┌──
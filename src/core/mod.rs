//! Extraction and rewriting engine.
//!
//! ## Pipeline
//!
//! 1. **Collect**: `extract` walks each parsed unit and runs the registered
//!    extractors, producing message records and replacement sites.
//! 2. **Resolve**: `resolve` turns the sites of one file into a substitution
//!    table using a translation catalog.
//! 3. **Rewrite**: `rewrite` patches the source text from the table.
//!
//! `parser` ties the three together per file; `context` drives them over a
//! whole project for the CLI.

pub mod context;
pub mod data;
pub mod extract;
pub mod file_scanner;
pub mod parser;
pub mod parsers;
pub mod resolve;
pub mod rewrite;

pub use data::{Catalog, MessageCandidate, MessageRecord, SourceUnit, TranslationEntry};
pub use extract::{Emit, Extractor, Replacements, VueSupport};
pub use parser::{ParseOptions, ParsedSource, ParserOptions, ReplacingParser};
pub use resolve::{ResolveOptions, SubstitutionTable, resolve};
pub use rewrite::rewrite;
└──
| What to work on |
Write each line of the data down again exactly as it reads.

| Written answer |
filename src/core/mod.rs
//! Extraction and rewriting engine.
//!
//! ## Pipeline
//!
//! 1. **Collect**: `extract` walks each parsed unit and runs the registered
//!    extractors, producing message records and replacement sites.
//! 2. **Resolve**: `resolve` turns the sites of one file into a substitution
//!    table using a translation catalog.
//! 3. **Rewrite**: `rewrite` patches the source text from the table.
//!
//! `parser` ties the three together per file; `context` drives them over a
//! whole project for the CLI.

pub mod context;
pub mod data;
pub mod extract;
pub mod file_scanner;
pub mod parser;
pub mod parsers;
pub mod resolve;
pub mod rewrite;

pub use data::{Catalog, MessageCandidate, MessageRecord, SourceUnit, TranslationEntry};
pub use extract::{Emit, Extractor, Replacements, VueSupport};
pub use parser::{ParseOptions, ParsedSource, ParserOptions, ReplacingParser};
pub use resolve::{ResolveOptions, SubstitutionTable, resolve};
pub use rewrite::rewrite;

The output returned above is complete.